*Exercise data*.
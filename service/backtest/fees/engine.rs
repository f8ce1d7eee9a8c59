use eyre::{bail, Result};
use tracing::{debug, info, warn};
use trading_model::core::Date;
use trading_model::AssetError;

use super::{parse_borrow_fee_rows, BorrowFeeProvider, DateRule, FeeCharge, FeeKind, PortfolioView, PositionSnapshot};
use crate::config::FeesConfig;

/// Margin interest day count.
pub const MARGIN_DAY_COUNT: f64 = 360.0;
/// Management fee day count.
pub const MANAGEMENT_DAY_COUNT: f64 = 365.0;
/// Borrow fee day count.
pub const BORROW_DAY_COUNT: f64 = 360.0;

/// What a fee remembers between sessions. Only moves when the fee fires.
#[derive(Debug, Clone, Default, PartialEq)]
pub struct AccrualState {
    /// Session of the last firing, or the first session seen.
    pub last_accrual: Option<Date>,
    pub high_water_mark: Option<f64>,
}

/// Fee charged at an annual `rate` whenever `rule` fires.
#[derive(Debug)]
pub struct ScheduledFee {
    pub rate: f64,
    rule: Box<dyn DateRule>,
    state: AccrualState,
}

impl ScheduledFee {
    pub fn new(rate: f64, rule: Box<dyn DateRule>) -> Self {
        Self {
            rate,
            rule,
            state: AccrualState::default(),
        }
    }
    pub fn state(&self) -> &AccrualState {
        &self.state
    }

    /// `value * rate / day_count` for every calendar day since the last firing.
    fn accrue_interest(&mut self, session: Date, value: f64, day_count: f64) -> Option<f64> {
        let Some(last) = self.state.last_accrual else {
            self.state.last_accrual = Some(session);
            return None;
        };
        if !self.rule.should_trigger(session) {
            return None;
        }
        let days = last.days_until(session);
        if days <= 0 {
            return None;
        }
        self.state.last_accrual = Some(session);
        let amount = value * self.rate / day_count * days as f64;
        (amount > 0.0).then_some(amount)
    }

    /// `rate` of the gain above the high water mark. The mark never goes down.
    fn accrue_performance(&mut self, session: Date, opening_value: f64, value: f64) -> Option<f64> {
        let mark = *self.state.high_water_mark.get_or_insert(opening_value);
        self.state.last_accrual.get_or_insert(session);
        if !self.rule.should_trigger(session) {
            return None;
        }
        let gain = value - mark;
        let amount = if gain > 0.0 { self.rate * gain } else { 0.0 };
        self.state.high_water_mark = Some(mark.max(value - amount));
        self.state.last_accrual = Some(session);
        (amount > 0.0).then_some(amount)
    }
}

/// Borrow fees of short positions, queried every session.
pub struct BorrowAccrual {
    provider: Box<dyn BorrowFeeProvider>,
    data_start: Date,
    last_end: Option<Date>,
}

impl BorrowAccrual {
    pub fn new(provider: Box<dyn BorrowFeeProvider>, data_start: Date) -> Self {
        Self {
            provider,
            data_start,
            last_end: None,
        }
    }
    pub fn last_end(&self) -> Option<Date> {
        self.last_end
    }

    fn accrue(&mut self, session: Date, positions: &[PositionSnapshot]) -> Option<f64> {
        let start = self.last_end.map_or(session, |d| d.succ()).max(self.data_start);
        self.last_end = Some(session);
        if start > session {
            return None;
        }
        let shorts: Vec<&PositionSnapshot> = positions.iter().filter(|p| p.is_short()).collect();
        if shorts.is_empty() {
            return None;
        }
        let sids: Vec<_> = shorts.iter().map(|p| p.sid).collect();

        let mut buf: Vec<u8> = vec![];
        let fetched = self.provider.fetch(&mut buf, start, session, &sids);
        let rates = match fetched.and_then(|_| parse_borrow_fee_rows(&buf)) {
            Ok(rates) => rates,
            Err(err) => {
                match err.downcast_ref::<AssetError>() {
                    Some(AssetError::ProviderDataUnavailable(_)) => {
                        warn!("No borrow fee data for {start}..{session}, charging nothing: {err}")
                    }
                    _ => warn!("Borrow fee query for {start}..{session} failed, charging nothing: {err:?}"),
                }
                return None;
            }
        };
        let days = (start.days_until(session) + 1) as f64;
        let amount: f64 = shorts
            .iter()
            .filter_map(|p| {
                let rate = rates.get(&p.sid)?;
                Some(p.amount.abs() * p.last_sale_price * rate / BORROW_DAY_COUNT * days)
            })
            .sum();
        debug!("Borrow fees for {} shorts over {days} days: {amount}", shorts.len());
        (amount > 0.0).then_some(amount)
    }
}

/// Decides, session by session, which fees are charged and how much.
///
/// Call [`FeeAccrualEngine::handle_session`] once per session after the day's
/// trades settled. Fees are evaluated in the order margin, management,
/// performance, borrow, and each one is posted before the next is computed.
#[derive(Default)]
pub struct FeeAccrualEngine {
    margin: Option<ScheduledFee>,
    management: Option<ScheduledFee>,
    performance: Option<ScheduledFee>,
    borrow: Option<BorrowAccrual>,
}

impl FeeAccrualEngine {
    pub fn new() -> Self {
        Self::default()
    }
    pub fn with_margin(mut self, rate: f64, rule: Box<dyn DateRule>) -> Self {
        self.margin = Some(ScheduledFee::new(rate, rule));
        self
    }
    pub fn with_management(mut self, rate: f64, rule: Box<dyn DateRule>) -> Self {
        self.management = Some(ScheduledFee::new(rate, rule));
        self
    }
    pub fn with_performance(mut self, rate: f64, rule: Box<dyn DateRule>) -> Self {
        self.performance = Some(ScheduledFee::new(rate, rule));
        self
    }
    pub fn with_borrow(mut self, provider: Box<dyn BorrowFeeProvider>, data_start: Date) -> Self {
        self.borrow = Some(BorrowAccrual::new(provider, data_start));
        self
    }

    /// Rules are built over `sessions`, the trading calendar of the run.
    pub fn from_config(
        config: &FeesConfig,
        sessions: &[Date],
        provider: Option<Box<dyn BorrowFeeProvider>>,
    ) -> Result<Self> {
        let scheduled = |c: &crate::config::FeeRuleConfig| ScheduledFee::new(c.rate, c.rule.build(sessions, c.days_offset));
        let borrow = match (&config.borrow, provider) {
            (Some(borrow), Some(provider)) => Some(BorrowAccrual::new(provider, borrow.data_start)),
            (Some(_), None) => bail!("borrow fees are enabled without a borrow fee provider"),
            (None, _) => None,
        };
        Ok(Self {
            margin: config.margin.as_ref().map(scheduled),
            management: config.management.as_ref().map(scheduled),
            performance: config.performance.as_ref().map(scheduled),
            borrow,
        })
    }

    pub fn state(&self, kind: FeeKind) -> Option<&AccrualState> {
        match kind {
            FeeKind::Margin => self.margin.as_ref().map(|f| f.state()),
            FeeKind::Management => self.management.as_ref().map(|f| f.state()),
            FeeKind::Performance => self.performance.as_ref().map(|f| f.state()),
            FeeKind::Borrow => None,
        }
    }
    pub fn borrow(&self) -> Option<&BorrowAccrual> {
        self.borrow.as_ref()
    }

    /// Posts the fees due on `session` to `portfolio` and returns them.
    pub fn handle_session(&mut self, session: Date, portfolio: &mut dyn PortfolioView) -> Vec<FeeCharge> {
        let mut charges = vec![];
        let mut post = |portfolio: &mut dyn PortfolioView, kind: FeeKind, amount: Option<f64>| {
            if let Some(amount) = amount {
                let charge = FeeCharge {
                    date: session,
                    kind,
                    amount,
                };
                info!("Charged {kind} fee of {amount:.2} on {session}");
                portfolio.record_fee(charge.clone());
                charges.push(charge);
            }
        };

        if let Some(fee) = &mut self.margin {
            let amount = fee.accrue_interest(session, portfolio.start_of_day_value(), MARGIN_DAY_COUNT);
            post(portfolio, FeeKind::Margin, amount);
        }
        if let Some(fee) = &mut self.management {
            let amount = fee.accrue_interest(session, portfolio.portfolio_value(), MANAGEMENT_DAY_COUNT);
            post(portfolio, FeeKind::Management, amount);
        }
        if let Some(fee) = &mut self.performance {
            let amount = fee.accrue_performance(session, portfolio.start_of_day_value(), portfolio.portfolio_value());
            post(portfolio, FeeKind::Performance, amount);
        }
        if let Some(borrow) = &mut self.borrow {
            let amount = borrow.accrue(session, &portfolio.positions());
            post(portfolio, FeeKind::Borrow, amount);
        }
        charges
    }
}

*What you need to do*. From the first line of the listing above to the line with "use trading_model::AssetError;", please transcribe each line exactly, both ends included, and nothing beyond that.

*Exercise solution*.
filename service/backtest/fees/engine.rs
repository f8ce1d7eee9a8c59
use eyre::{bail, Result};
use tracing::{debug, info, warn};
use trading_model::core::Date;
use trading_model::AssetError;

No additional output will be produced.